(Materials provided Opens)

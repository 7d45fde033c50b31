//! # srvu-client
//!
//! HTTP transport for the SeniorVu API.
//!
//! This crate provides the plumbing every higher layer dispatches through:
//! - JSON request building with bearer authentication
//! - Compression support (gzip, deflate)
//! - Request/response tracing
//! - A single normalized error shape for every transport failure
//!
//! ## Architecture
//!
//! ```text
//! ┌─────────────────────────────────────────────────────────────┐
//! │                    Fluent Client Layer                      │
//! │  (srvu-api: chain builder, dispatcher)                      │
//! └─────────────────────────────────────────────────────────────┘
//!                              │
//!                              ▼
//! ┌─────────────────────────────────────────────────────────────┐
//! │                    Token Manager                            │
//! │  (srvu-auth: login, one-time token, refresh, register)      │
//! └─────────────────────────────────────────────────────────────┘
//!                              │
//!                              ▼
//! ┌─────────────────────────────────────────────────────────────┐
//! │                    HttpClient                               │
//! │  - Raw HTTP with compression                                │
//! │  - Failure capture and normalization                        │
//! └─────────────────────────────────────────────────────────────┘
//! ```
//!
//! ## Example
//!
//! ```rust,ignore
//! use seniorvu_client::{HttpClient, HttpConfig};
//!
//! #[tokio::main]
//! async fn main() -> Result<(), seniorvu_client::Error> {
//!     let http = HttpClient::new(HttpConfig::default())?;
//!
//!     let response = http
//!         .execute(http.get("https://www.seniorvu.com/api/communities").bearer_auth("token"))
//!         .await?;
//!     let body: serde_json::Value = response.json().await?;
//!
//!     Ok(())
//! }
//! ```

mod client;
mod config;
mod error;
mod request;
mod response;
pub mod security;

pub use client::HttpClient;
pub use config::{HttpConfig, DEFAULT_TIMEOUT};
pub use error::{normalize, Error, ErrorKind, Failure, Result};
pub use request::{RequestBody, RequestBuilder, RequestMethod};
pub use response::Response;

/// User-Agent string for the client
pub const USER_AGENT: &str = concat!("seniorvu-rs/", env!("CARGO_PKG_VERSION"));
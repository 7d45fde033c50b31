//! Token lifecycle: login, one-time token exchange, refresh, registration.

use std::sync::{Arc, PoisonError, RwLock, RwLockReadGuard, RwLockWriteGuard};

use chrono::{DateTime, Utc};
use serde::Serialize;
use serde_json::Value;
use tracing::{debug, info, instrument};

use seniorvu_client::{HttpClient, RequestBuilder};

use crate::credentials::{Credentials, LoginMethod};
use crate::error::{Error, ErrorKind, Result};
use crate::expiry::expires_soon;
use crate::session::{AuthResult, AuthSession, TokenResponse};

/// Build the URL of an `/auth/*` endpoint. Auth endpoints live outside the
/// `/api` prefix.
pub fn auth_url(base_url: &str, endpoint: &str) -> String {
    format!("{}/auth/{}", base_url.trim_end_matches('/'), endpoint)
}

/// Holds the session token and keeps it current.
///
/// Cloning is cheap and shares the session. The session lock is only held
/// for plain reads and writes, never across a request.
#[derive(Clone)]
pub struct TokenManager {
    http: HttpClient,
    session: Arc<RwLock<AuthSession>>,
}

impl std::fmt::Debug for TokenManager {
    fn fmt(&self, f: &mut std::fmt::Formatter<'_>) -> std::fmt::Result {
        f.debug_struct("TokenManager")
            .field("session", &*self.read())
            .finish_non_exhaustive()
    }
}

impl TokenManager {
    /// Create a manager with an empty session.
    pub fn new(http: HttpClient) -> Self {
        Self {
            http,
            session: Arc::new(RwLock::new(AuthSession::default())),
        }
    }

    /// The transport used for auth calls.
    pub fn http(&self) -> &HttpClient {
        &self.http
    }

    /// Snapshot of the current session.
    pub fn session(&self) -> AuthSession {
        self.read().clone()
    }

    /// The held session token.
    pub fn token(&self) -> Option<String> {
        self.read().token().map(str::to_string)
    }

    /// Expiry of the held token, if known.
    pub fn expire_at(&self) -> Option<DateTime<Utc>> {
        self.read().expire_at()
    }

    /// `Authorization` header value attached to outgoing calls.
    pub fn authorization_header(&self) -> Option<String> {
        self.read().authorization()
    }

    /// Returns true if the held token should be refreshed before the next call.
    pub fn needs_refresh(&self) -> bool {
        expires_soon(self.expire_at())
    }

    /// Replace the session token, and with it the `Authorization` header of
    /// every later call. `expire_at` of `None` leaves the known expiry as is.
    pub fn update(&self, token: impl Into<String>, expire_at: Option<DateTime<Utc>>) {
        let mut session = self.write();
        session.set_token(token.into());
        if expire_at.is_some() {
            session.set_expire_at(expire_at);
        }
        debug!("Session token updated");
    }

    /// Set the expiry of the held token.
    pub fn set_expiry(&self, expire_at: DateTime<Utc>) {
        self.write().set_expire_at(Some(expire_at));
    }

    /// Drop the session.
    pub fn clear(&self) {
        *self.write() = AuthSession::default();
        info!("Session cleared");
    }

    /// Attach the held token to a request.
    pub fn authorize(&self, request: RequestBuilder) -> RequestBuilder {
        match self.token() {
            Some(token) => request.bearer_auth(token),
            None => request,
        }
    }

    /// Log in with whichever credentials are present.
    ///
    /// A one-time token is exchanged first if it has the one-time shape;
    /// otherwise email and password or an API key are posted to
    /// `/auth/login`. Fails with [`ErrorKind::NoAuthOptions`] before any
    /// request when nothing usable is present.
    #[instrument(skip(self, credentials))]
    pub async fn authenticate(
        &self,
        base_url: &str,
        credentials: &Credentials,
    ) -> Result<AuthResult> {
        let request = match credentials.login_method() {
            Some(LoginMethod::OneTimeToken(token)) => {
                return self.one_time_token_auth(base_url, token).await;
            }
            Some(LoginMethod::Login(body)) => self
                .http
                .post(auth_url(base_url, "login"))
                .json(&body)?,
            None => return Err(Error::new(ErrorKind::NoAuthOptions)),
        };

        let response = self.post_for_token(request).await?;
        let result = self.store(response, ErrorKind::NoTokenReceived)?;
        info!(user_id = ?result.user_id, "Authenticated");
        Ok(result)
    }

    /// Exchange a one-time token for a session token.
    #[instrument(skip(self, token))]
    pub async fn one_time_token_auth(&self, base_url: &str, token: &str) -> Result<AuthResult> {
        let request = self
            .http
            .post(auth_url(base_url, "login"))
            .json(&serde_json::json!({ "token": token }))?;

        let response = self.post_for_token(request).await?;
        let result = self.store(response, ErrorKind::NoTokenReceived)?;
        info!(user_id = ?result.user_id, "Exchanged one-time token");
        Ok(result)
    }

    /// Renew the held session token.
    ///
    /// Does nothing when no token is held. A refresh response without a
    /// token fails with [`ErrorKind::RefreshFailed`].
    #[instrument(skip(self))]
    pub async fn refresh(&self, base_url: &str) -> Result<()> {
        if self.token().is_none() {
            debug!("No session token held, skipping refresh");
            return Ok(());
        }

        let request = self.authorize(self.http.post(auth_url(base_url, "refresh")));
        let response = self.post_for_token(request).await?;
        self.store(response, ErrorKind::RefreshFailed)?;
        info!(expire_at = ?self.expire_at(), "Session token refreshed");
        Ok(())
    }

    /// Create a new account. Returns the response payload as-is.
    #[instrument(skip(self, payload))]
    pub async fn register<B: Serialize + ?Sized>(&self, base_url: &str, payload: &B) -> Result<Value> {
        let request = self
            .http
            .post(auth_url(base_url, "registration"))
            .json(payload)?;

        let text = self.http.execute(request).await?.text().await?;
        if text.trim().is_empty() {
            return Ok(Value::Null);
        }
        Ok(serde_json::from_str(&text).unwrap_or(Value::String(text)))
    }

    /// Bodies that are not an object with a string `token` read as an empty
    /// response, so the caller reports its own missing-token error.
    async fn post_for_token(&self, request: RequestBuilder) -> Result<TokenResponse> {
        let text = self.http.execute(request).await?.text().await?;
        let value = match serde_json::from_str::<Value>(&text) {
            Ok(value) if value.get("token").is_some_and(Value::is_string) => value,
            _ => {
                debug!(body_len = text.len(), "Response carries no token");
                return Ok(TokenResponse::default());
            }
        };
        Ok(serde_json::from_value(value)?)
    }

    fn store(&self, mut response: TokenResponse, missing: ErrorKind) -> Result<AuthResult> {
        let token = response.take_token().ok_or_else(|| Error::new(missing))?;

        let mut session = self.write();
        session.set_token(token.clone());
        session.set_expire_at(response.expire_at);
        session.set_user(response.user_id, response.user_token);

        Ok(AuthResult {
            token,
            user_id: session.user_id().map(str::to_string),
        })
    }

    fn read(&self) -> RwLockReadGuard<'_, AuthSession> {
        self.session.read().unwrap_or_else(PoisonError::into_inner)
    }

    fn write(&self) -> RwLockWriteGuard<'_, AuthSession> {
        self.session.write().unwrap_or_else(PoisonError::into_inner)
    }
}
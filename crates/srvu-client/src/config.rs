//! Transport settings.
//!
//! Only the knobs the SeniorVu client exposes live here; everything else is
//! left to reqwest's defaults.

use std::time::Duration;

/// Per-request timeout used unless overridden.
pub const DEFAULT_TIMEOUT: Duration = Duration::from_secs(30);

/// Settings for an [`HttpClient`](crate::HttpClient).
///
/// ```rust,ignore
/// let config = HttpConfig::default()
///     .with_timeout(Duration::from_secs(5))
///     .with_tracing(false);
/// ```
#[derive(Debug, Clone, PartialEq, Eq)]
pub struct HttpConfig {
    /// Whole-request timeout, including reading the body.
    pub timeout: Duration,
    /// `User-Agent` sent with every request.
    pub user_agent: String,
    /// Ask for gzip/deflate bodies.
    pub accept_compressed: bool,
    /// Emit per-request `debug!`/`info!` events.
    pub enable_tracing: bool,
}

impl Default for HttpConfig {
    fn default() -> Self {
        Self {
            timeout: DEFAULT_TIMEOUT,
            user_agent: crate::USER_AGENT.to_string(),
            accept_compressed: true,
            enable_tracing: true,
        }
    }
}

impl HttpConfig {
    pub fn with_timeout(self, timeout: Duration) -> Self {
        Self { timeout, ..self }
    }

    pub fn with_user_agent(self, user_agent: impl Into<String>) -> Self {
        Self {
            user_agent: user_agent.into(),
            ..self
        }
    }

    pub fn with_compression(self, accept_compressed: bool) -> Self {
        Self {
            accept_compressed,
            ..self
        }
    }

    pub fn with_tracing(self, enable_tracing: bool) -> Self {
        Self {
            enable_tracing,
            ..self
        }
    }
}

(Materials provided Closes)

What is needed: Wherever a line above contains "Duration", copy that line.

Solution for this task:
use std::time::Duration;
pub const DEFAULT_TIMEOUT: Duration = Duration::from_secs(30);
///     .with_timeout(Duration::from_secs(5))
    pub timeout: Duration,
    pub fn with_timeout(self, timeout: Duration) -> Self {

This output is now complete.